AVAILABLE RECORDS –
//! Filter engine for tool-call tables.
//!
//! Agent and tool predicates are case-insensitive substring matches; the
//! status predicate is an exact match. An unset predicate matches every call.

use serde::{Deserialize, Serialize};

use crate::telemetry::model::{CallStatus, ToolCall};

/// The active filter settings. Held by the caller, never by the engine.
#[derive(Debug, Clone, Default, PartialEq, Eq, Serialize, Deserialize)]
#[serde(default)]
pub struct CallFilter {
    pub agent_id: Option<String>,
    pub tool_name: Option<String>,
    pub status: Option<CallStatus>,
}

impl CallFilter {
    /// Build a filter from raw user input. Blank strings mean "match all".
    pub fn new(agent_id: Option<&str>, tool_name: Option<&str>, status: Option<CallStatus>) -> Self {
        Self {
            agent_id: normalize(agent_id),
            tool_name: normalize(tool_name),
            status,
        }
    }

    /// Whether no predicate is set.
    pub fn is_empty(&self) -> bool {
        self.agent_id.is_none() && self.tool_name.is_none() && self.status.is_none()
    }

    /// Whether a single call satisfies every predicate.
    pub fn matches(&self, call: &ToolCall) -> bool {
        contains_ignore_case(&call.agent_id, self.agent_id.as_deref())
            && contains_ignore_case(&call.tool_name, self.tool_name.as_deref())
            && self.status.is_none_or(|s| call.call_status == s)
    }

    /// The subsequence of `calls` that satisfies the filter, order preserved.
    pub fn apply(&self, calls: &[ToolCall]) -> Vec<ToolCall> {
        calls.iter().filter(|c| self.matches(c)).cloned().collect()
    }
}

/// Lower-cases and trims a predicate; blank input becomes `None`.
fn normalize(value: Option<&str>) -> Option<String> {
    value
        .map(str::trim)
        .filter(|v| !v.is_empty())
        .map(str::to_lowercase)
}

fn contains_ignore_case(haystack: &str, needle: Option<&str>) -> bool {
    match needle {
        None => true,
        Some(needle) => haystack.to_lowercase().contains(&needle.to_lowercase()),
    }
}

// ---------------------------------------------------------------------------
// Tests
// ---------------------------------------------------------------------------
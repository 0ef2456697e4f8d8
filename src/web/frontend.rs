//! Embedded HTML/JS frontend for the telemetry-hub dashboard.
//!
//! The page is compiled into the binary as a string constant. It polls
//! `/api/dashboard` on an interval and renders plain tables; no external
//! assets or chart libraries.

/// Placeholder replaced with the polling interval (milliseconds).
pub const REFRESH_PLACEHOLDER: &str = "__REFRESH_MS__";

/// Render the page with the configured polling interval.
pub fn index_html(refresh_secs: u64) -> String {
    let refresh_ms = refresh_secs.max(1).saturating_mul(1000);
    INDEX_HTML.replace(REFRESH_PLACEHOLDER, &refresh_ms.to_string())
}

const INDEX_HTML: &str = r##"<!DOCTYPE html>
<html lang="en">
<head>
<meta charset="utf-8">
<meta name="viewport" content="width=device-width, initial-scale=1">
<title>Telemetry Hub</title>
<style>
body { font-family: -apple-system, 'Segoe UI', Helvetica, Arial, sans-serif; margin: 24px; font-size: 14px; }
h1 { font-size: 22px; }
h2 { font-size: 16px; margin-top: 28px; }
.cards { display: flex; gap: 16px; flex-wrap: wrap; }
.card { border: 1px solid #ccc; border-radius: 6px; padding: 12px 16px; min-width: 140px; }
.card .label { color: #666; font-size: 12px; }
.card .value { font-size: 22px; font-weight: 600; }
table { border-collapse: collapse; margin-top: 8px; }
th, td { border-bottom: 1px solid #ddd; padding: 4px 10px; text-align: left; }
form { display: flex; gap: 8px; flex-wrap: wrap; align-items: end; margin-top: 8px; }
label { display: flex; flex-direction: column; font-size: 12px; color: #444; }
#status { color: #666; font-size: 12px; }
.error { color: #b00020; }
</style>
</head>
<body>
<h1>Telemetry Hub</h1>
<div id="status">loading…</div>

<h2>Overview</h2>
<div class="cards">
  <div class="card"><div class="label">Total calls</div><div class="value" id="total-calls">-</div></div>
  <div class="card"><div class="label">Success rate</div><div class="value" id="success-rate">-</div></div>
  <div class="card"><div class="label">Avg latency</div><div class="value" id="avg-latency">-</div></div>
  <div class="card"><div class="label">Active agents</div><div class="value" id="active-agents">-</div></div>
</div>

<h2>Status distribution</h2>
<table id="status-table"></table>

<h2>Recent activity</h2>
<table id="recent-table"></table>

<h2>Tool usage</h2>
<table id="usage-table"></table>

<h2>Latency (most recent calls)</h2>
<table id="latency-table"></table>

<h2>Analytics</h2>
<form id="filter-form">
  <label>Agent <input name="agent"></label>
  <label>Tool <input name="tool"></label>
  <label>Status
    <select name="status">
      <option value="">All</option>
      <option value="success">success</option>
      <option value="failure">failure</option>
      <option value="timeout">timeout</option>
      <option value="error">error</option>
    </select>
  </label>
  <button type="submit">Apply filters</button>
</form>
<div class="cards" style="margin-top:12px">
  <div class="card"><div class="label">P95 latency</div><div class="value" id="p95">-</div></div>
  <div class="card"><div class="label">P99 latency</div><div class="value" id="p99">-</div></div>
  <div class="card"><div class="label">Error rate</div><div class="value" id="error-rate">-</div></div>
  <div class="card"><div class="label">Timeout rate</div><div class="value" id="timeout-rate">-</div></div>
</div>
<table id="calls-table"></table>

<h2>Agent performance</h2>
<table id="agents-table"></table>

<h2>Tool reliability</h2>
<table id="reliability-table"></table>

<h2>Decision / success correlation</h2>
<table id="correlation-table"></table>

<h2>Recent decisions</h2>
<table id="decisions-table"></table>

<h2>Record a tool call</h2>
<form id="call-form">
  <label>Tool <input name="tool_name" required></label>
  <label>Status
    <select name="call_status">
      <option>success</option><option>failure</option><option>timeout</option><option>error</option>
    </select>
  </label>
  <label>Latency (ms) <input name="latency_ms" type="number" min="0" step="any"></label>
  <label>Agent <input name="agent_id" required></label>
  <label>Session <input name="session_id" required></label>
  <label>Parameters <input name="parameters"></label>
  <label>Error message <input name="error_message"></label>
  <button type="submit">Add</button>
</form>

<h2>Record a decision</h2>
<form id="decision-form">
  <label>Agent <input name="agent_id" required></label>
  <label>Session <input name="session_id" required></label>
  <label>Type <input name="decision_type"></label>
  <label>Context <input name="decision_context"></label>
  <label>Action <input name="chosen_action"></label>
  <label>Confidence <input name="confidence_score" type="number" min="0" max="1" step="0.01" required></label>
  <label>Outcome
    <select name="outcome_success"><option value="true">success</option><option value="false">failure</option></select>
  </label>
  <button type="submit">Add</button>
</form>

<script>
const REFRESH_MS = __REFRESH_MS__;
let filters = { agent: '', tool: '', status: '' };

function esc(s) {
  return String(s ?? '').replace(/[&<>"']/g, c => ({'&':'&amp;','<':'&lt;','>':'&gt;','"':'&quot;',"'":'&#39;'}[c]));
}

function ms(v) { return v === '-' ? '-' : Math.round(v) + 'ms'; }
function pct(v) { return v === '-' ? '-' : Number(v).toFixed(1) + '%'; }

function table(id, headers, rows) {
  const head = '<tr>' + headers.map(h => `<th>${esc(h)}</th>`).join('') + '</tr>';
  const body = rows.map(r => '<tr>' + r.map(c => `<td>${esc(c)}</td>`).join('') + '</tr>').join('');
  document.getElementById(id).innerHTML = head + (body || `<tr><td colspan="${headers.length}">no data</td></tr>`);
}

async function api(method, path, body) {
  const opts = { method, headers: {} };
  if (body) {
    opts.headers['Content-Type'] = 'application/json';
    opts.body = JSON.stringify(body);
  }
  const res = await fetch(path, opts);
  const data = await res.json();
  if (!res.ok) throw new Error(data.error || res.statusText);
  return data;
}

async function refresh() {
  const q = new URLSearchParams(filters).toString();
  try {
    const v = await api('GET', '/api/dashboard?' + q);
    render(v);
    document.getElementById('status').textContent = 'updated ' + new Date().toLocaleTimeString();
    document.getElementById('status').className = '';
  } catch (e) {
    document.getElementById('status').textContent = 'refresh failed: ' + e.message;
    document.getElementById('status').className = 'error';
  }
}

function render(v) {
  document.getElementById('total-calls').textContent = v.summary.total_calls;
  document.getElementById('success-rate').textContent = v.summary.success_rate + '%';
  document.getElementById('avg-latency').textContent = v.summary.avg_latency + 'ms';
  document.getElementById('active-agents').textContent = v.summary.active_agents;

  const d = v.status_distribution;
  table('status-table', ['Success', 'Failure', 'Timeout', 'Error'], [[d.success, d.failure, d.timeout, d.error]]);
  table('recent-table', ['Tool', 'Status', 'Agent', 'Latency', 'Time'],
    v.recent_activity.map(c => [c.tool_name, c.call_status, c.agent_id, ms(c.latency_ms ?? 0), new Date(c.timestamp).toLocaleTimeString()]));
  table('usage-table', ['Tool', 'Calls'], v.tool_usage.map(t => [t.tool_name, t.count]));
  table('latency-table', ['Call', 'Latency'], v.latency_series.map(p => [p.label, ms(p.latency_ms)]));

  const p = v.performance;
  document.getElementById('p95').textContent = ms(p.p95_latency);
  document.getElementById('p99').textContent = ms(p.p99_latency);
  document.getElementById('error-rate').textContent = pct(p.error_rate);
  document.getElementById('timeout-rate').textContent = pct(p.timeout_rate);
  table('calls-table', ['Tool', 'Status', 'Latency', 'Agent', 'Session', 'Time'],
    v.calls.map(c => [c.tool_name, c.call_status, ms(c.latency_ms ?? 0), c.agent_id, c.session_id, new Date(c.timestamp).toLocaleString()]));

  table('agents-table', ['Agent', 'Success', 'Avg latency', 'Calls'],
    v.agent_performance.map(a => [a.agent_id, pct(a.success_rate), ms(a.avg_latency), a.total]));
  table('reliability-table', ['Tool', 'Reliability', 'Calls'],
    v.tool_reliability.map(t => [t.tool_name, pct(t.reliability), t.total]));
  table('correlation-table', ['Strength', 'Success rate'],
    v.correlation_points.map(c => [c.x.toFixed(2), c.y.toFixed(2)]));
  table('decisions-table', ['Type', 'Action', 'Agent', 'Confidence', 'Outcome', 'Time'],
    v.recent_decisions.map(d => [d.decision_type, d.chosen_action, d.agent_id, pct(d.confidence_score * 100),
      d.outcome_success ? 'success' : 'failure', new Date(d.timestamp).toLocaleTimeString()]));
}

document.getElementById('filter-form').addEventListener('submit', e => {
  e.preventDefault();
  const f = new FormData(e.target);
  filters = { agent: f.get('agent'), tool: f.get('tool'), status: f.get('status') };
  refresh();
});

document.getElementById('call-form').addEventListener('submit', async e => {
  e.preventDefault();
  const f = Object.fromEntries(new FormData(e.target));
  f.latency_ms = f.latency_ms === '' ? null : parseFloat(f.latency_ms);
  try {
    await api('POST', '/api/calls', f);
    e.target.reset();
    refresh();
  } catch (err) {
    alert('Could not add tool call: ' + err.message);
  }
});

document.getElementById('decision-form').addEventListener('submit', async e => {
  e.preventDefault();
  const f = Object.fromEntries(new FormData(e.target));
  f.confidence_score = parseFloat(f.confidence_score);
  f.outcome_success = f.outcome_success === 'true';
  try {
    await api('POST', '/api/decisions', f);
    e.target.reset();
    refresh();
  } catch (err) {
    alert('Could not add decision: ' + err.message);
  }
});

refresh();
setInterval(refresh, REFRESH_MS);
</script>
</body>
</html>
"##;

#[cfg(test)]
mod tests {
    use super::*;

    #[test]
    fn refresh_interval_is_substituted() {
        let html = index_html(30);
        assert!(html.contains("const REFRESH_MS = 30000;"));
        assert!(!html.contains(REFRESH_PLACEHOLDER));
    }

    #[test]
    fn zero_refresh_is_clamped_to_one_second() {
        assert!(index_html(0).contains("const REFRESH_MS = 1000;"));
    }

    #[test]
    fn page_renders_recent_decisions() {
        let html = index_html(30);
        assert!(html.contains(r#"<table id="decisions-table"></table>"#));
        assert!(html.contains("v.recent_decisions.map("));
    }
}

WHAT YOU SHOULD DO –
Each line above that contains the word "with" must be copied.

ANSWER SECTION –
/// Placeholder replaced with the polling interval (milliseconds).
/// Render the page with the configured polling interval.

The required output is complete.